## TASK OBJECTIVE
Can you quote, word for word, every line from the first line of the records below through the line containing "-singlefile is set", and nothing else?

----- EXERCISE DATA

use std::collections::HashMap;
use std::path::{Path, PathBuf};
use std::process::Command;
use std::sync::{Arc, Mutex};

use glob::Pattern;
use tracing::{debug, info, warn};

use crate::error::RenderError;

/// Renders single PDF pages to PNG files.
pub trait PdfRenderer: Send + Sync {
    /// Number of pages in the document.
    fn page_count(&self, pdf: &Path) -> Result<usize, RenderError>;

    /// Renders page `page_index` (zero-based) to `output`.
    fn render_page(&self, pdf: &Path, page_index: usize, output: &Path) -> Result<(), RenderError>;
}

impl<R: PdfRenderer + ?Sized> PdfRenderer for Arc<R> {
    fn page_count(&self, pdf: &Path) -> Result<usize, RenderError> {
        (**self).page_count(pdf)
    }

    fn render_page(&self, pdf: &Path, page_index: usize, output: &Path) -> Result<(), RenderError> {
        (**self).render_page(pdf, page_index, output)
    }
}

/// Renderer backed by `lopdf` for page counts and poppler's `pdftoppm` for pixels.
pub struct PopplerRenderer {
    dpi: u32,
}

impl PopplerRenderer {
    pub fn new(dpi: u32) -> Self {
        Self { dpi }
    }

    pub fn dpi(&self) -> u32 {
        self.dpi
    }
}

impl PdfRenderer for PopplerRenderer {
    fn page_count(&self, pdf: &Path) -> Result<usize, RenderError> {
        match lopdf::Document::load(pdf) {
            Ok(doc) => Ok(doc.get_pages().len()),
            Err(e) => {
                // lopdf rejects some damaged xref tables that poppler still reads.
                warn!(
                    "lopdf failed to parse {}: {}. Falling back to pdfinfo.",
                    pdf.display(),
                    e
                );
                count_pages_with_pdfinfo(pdf).map_err(|fallback| match fallback {
                    RenderError::RendererUnavailable(_) => RenderError::InvalidPdf {
                        path: pdf.to_path_buf(),
                        reason: e.to_string(),
                    },
                    other => other,
                })
            }
        }
    }

    fn render_page(&self, pdf: &Path, page_index: usize, output: &Path) -> Result<(), RenderError> {
        let page_number = (page_index + 1).to_string();
        // pdftoppm appends ".png" to the prefix when -singlefile is set
        let prefix = output.with_extension("");

        let result = Command::new("pdftoppm")
            .arg("-png")
            .arg("-singlefile")
            .args(["-r", &self.dpi.to_string()])
            .args(["-f", &page_number, "-l", &page_number])
            .arg(pdf)
            .arg(&prefix)
            .output()
            .map_err(|e| {
                RenderError::RendererUnavailable(format!(
                    "Failed to run pdftoppm: {}. Make sure poppler-utils is installed.",
                    e
                ))
            })?;

        if !result.status.success() {
            return Err(RenderError::PageFailed {
                path: pdf.to_path_buf(),
                page: page_index,
                reason: String::from_utf8_lossy(&result.stderr).trim().to_string(),
            });
        }

        let mut produced = prefix.into_os_string();
        produced.push(".png");
        let produced = PathBuf::from(produced);
        if produced != output {
            std::fs::rename(&produced, output).map_err(|e| RenderError::Io {
                path: output.to_path_buf(),
                source: e,
            })?;
        }

        Ok(())
    }
}

fn count_pages_with_pdfinfo(pdf: &Path) -> Result<usize, RenderError> {
    let output = Command::new("pdfinfo").arg(pdf).output().map_err(|e| {
        RenderError::RendererUnavailable(format!(
            "Failed to run pdfinfo: {}. Make sure poppler-utils is installed.",
            e
        ))
    })?;

    if !output.status.success() {
        return Err(RenderError::InvalidPdf {
            path: pdf.to_path_buf(),
            reason: String::from_utf8_lossy(&output.stderr).trim().to_string(),
        });
    }

    String::from_utf8_lossy(&output.stdout)
        .lines()
        .find_map(|line| line.strip_prefix("Pages:"))
        .and_then(|count| count.trim().parse::<usize>().ok())
        .ok_or_else(|| RenderError::InvalidPdf {
            path: pdf.to_path_buf(),
            reason: "pdfinfo reported no page count".to_string(),
        })
}

/// Longest stem, in bytes, used for page image names.
///
/// Leaves room for `_{pageIndex}.png` within the usual 255-byte name limit.
pub const MAX_STEM_BYTES: usize = 200;

/// Stem for the page images of `pdf`: its file stem cut to [`MAX_STEM_BYTES`]
/// on a character boundary.
pub fn page_stem(pdf: &Path) -> String {
    let stem = pdf
        .file_stem()
        .map(|s| s.to_string_lossy().into_owned())
        .filter(|s| !s.is_empty())
        .unwrap_or_else(|| "attachment".to_string());

    if stem.len() <= MAX_STEM_BYTES {
        return stem;
    }
    let mut end = MAX_STEM_BYTES;
    while !stem.is_char_boundary(end) {
        end -= 1;
    }
    stem[..end].to_string()
}

/// Renders PDFs into `{stem}_{pageIndex}.png` files and reuses complete earlier output.
pub struct RenderCache<R: PdfRenderer> {
    output_dir: PathBuf,
    renderer: R,
    // Page counts of sets this cache rendered or verified, keyed by stem.
    known_counts: Mutex<HashMap<String, usize>>,
}

impl<R: PdfRenderer> RenderCache<R> {
    pub fn new<P: AsRef<Path>>(output_dir: P, renderer: R) -> Self {
        Self {
            output_dir: output_dir.as_ref().to_path_buf(),
            renderer,
            known_counts: Mutex::new(HashMap::new()),
        }
    }

    pub fn output_dir(&self) -> &Path {
        &self.output_dir
    }

    pub fn renderer(&self) -> &R {
        &self.renderer
    }

    /// Path of one page image.
    pub fn page_path(&self, stem: &str, page_index: usize) -> PathBuf {
        self.output_dir.join(format!("{}_{}.png", stem, page_index))
    }

    /// Page images for `pdf`, in page order.
    ///
    /// An existing set is reused only when it covers every page; anything
    /// partial is discarded and rendered again. Once a set has been rendered
    /// or verified, later calls check it against the recorded page count
    /// without opening the PDF again.
    pub fn render_pages(&self, pdf: &Path, stem: &str) -> Result<Vec<PathBuf>, RenderError> {
        let existing = self.existing_pages(stem)?;

        if !existing.is_empty() && self.known_count(stem) == Some(existing.len()) {
            debug!(
                "Reusing {} rendered pages for {}",
                existing.len(),
                pdf.display()
            );
            return Ok(existing);
        }

        let page_count = self.renderer.page_count(pdf)?;

        if page_count > 0 && existing.len() == page_count {
            debug!(
                "Reusing {} rendered pages for {}",
                page_count,
                pdf.display()
            );
            self.record_count(stem, page_count);
            return Ok(existing);
        }

        self.forget_count(stem);
        for stale in &existing {
            let _ = std::fs::remove_file(stale);
        }

        std::fs::create_dir_all(&self.output_dir).map_err(|e| RenderError::Io {
            path: self.output_dir.clone(),
            source: e,
        })?;

        info!("Rendering {} pages of {}", page_count, pdf.display());

        let mut pages = Vec::with_capacity(page_count);
        for page_index in 0..page_count {
            let final_path = self.page_path(stem, page_index);
            let temp_path = self
                .output_dir
                .join(format!(".{}.png", uuid::Uuid::new_v4()));

            if let Err(e) = self.renderer.render_page(pdf, page_index, &temp_path) {
                let _ = std::fs::remove_file(&temp_path);
                for written in &pages {
                    let _ = std::fs::remove_file(written);
                }
                return Err(e);
            }

            std::fs::rename(&temp_path, &final_path).map_err(|e| RenderError::Io {
                path: final_path.clone(),
                source: e,
            })?;
            pages.push(final_path);
        }

        if page_count > 0 {
            self.record_count(stem, page_count);
        }
        Ok(pages)
    }

    fn known_count(&self, stem: &str) -> Option<usize> {
        self.known_counts
            .lock()
            .ok()
            .and_then(|counts| counts.get(stem).copied())
    }

    fn record_count(&self, stem: &str, page_count: usize) {
        if let Ok(mut counts) = self.known_counts.lock() {
            counts.insert(stem.to_string(), page_count);
        }
    }

    fn forget_count(&self, stem: &str) {
        if let Ok(mut counts) = self.known_counts.lock() {
            counts.remove(stem);
        }
    }

    /// Contiguous run of `{stem}_0.png`, `{stem}_1.png`, ... already on disk.
    fn existing_pages(&self, stem: &str) -> Result<Vec<PathBuf>, RenderError> {
        if !self.output_dir.is_dir() {
            return Ok(Vec::new());
        }

        let pattern = format!(
            "{}/{}_*.png",
            Pattern::escape(&self.output_dir.to_string_lossy()),
            Pattern::escape(stem)
        );
        let entries = glob::glob(&pattern).map_err(|e| RenderError::Io {
            path: self.output_dir.clone(),
            source: std::io::Error::new(std::io::ErrorKind::InvalidInput, e.to_string()),
        })?;

        let prefix = format!("{}_", stem);
        let mut indices: Vec<usize> = entries
            .filter_map(|entry| entry.ok())
            .filter_map(|path| {
                let name = path.file_name()?.to_str()?;
                name.strip_prefix(&prefix)?
                    .strip_suffix(".png")?
                    .parse::<usize>()
                    .ok()
            })
            .collect();
        indices.sort_unstable();

        Ok(indices
            .into_iter()
            .enumerate()
            .take_while(|(position, index)| position == index)
            .map(|(_, index)| self.page_path(stem, index))
            .collect())
    }
}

----------

## REPLY
use std::collections::HashMap;
use std::path::{Path, PathBuf};
use std::process::Command;
use std::sync::{Arc, Mutex};

use glob::Pattern;
use tracing::{debug, info, warn};

use crate::error::RenderError;

/// Renders single PDF pages to PNG files.
pub trait PdfRenderer: Send + Sync {
    /// Number of pages in the document.
    fn page_count(&self, pdf: &Path) -> Result<usize, RenderError>;

    /// Renders page `page_index` (zero-based) to `output`.
    fn render_page(&self, pdf: &Path, page_index: usize, output: &Path) -> Result<(), RenderError>;
}

impl<R: PdfRenderer + ?Sized> PdfRenderer for Arc<R> {
    fn page_count(&self, pdf: &Path) -> Result<usize, RenderError> {
        (**self).page_count(pdf)
    }

    fn render_page(&self, pdf: &Path, page_index: usize, output: &Path) -> Result<(), RenderError> {
        (**self).render_page(pdf, page_index, output)
    }
}

/// Renderer backed by `lopdf` for page counts and poppler's `pdftoppm` for pixels.
pub struct PopplerRenderer {
    dpi: u32,
}

impl PopplerRenderer {
    pub fn new(dpi: u32) -> Self {
        Self { dpi }
    }

    pub fn dpi(&self) -> u32 {
        self.dpi
    }
}

impl PdfRenderer for PopplerRenderer {
    fn page_count(&self, pdf: &Path) -> Result<usize, RenderError> {
        match lopdf::Document::load(pdf) {
            Ok(doc) => Ok(doc.get_pages().len()),
            Err(e) => {
                // lopdf rejects some damaged xref tables that poppler still reads.
                warn!(
                    "lopdf failed to parse {}: {}. Falling back to pdfinfo.",
                    pdf.display(),
                    e
                );
                count_pages_with_pdfinfo(pdf).map_err(|fallback| match fallback {
                    RenderError::RendererUnavailable(_) => RenderError::InvalidPdf {
                        path: pdf.to_path_buf(),
                        reason: e.to_string(),
                    },
                    other => other,
                })
            }
        }
    }

    fn render_page(&self, pdf: &Path, page_index: usize, output: &Path) -> Result<(), RenderError> {
        let page_number = (page_index + 1).to_string();
        // pdftoppm appends ".png" to the prefix when -singlefile is set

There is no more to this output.